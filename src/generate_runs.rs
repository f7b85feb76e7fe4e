// SATEXP: Batch Experiments and Forwarding State Analysis for Satellite Network Simulations
// Copyright (C) 2024-2025 Roland Schmid <roschmi@ethz.ch> and Tibor Schneider <sctibor@ethz.ch>
//
// This program is free software: you can redistribute it and/or modify
// it under the terms of the GNU General Public License as published by
// the Free Software Foundation, either version 3 of the License, or
// (at your option) any later version.
//
// This program is distributed in the hope that it will be useful,
// but WITHOUT ANY WARRANTY; without even the implied warranty of
// MERCHANTABILITY or FITNESS FOR A PARTICULAR PURPOSE.  See the
// GNU General Public License for more details.
//
// You should have received a copy of the GNU General Public License
// along with this program.  If not, see <http://www.gnu.org/licenses/>.
use std::path::PathBuf;

use anyhow::{Context, Result};
use clap::Parser;

use satexp::{
    experiments::{
        build_run_list, load_config, materialize_all, prepare_output_dirs, store_run_list,
        ExperimentConfig, TemplateMaterializer, RUNS_DIR, RUN_LIST_FILE,
    },
    util,
};

#[derive(Parser, Debug)]
#[command(about, long_about = None)]
/// Generate the run directories and their simulator configuration for all combinations of the
/// experiment configuration.
struct Args {
    /// Experiment configuration (json). Uses the built-in defaults if omitted.
    #[arg(short, long)]
    config: Option<PathBuf>,
    /// Experiment directory in which `runs/` is generated.
    #[arg(short, long, default_value = ".")]
    experiment_dir: PathBuf,
    /// Properties template, relative to the experiment directory.
    #[arg(short, long, default_value = "templates/template_ndn_a_b_config_ns3.properties")]
    template: PathBuf,
}

fn main() -> Result<()> {
    if let Err(e) = util::init_logging() {
        eprintln!("Cannot initialize logging: {e}");
    }

    let args = Args::parse();

    let config = match &args.config {
        Some(path) => {
            load_config(path).with_context(|| format!("cannot load the configuration {path:?}"))?
        }
        None => ExperimentConfig::default(),
    };
    log::debug!("{config:#?}");

    let runs = build_run_list(&config).context("invalid experiment configuration")?;
    log::info!("Generating {} runs in {:?}", runs.len(), args.experiment_dir);

    let materializer =
        TemplateMaterializer::new(args.experiment_dir.join(&args.template), &args.experiment_dir)?;
    prepare_output_dirs(&args.experiment_dir)?;
    materialize_all(&materializer, &runs)?;

    let run_list = args.experiment_dir.join(RUNS_DIR).join(RUN_LIST_FILE);
    store_run_list(&run_list, &runs)
        .with_context(|| format!("cannot write the run list {run_list:?}"))?;

    println!("Success: generated runs");
    Ok(())
}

____

**Exercise objective:** Reproduce each line of the data containing the word "join".

**Answer section:**
        TemplateMaterializer::new(args.experiment_dir.join(&args.template), &args.experiment_dir)?;
    let run_list = args.experiment_dir.join(RUNS_DIR).join(RUN_LIST_FILE);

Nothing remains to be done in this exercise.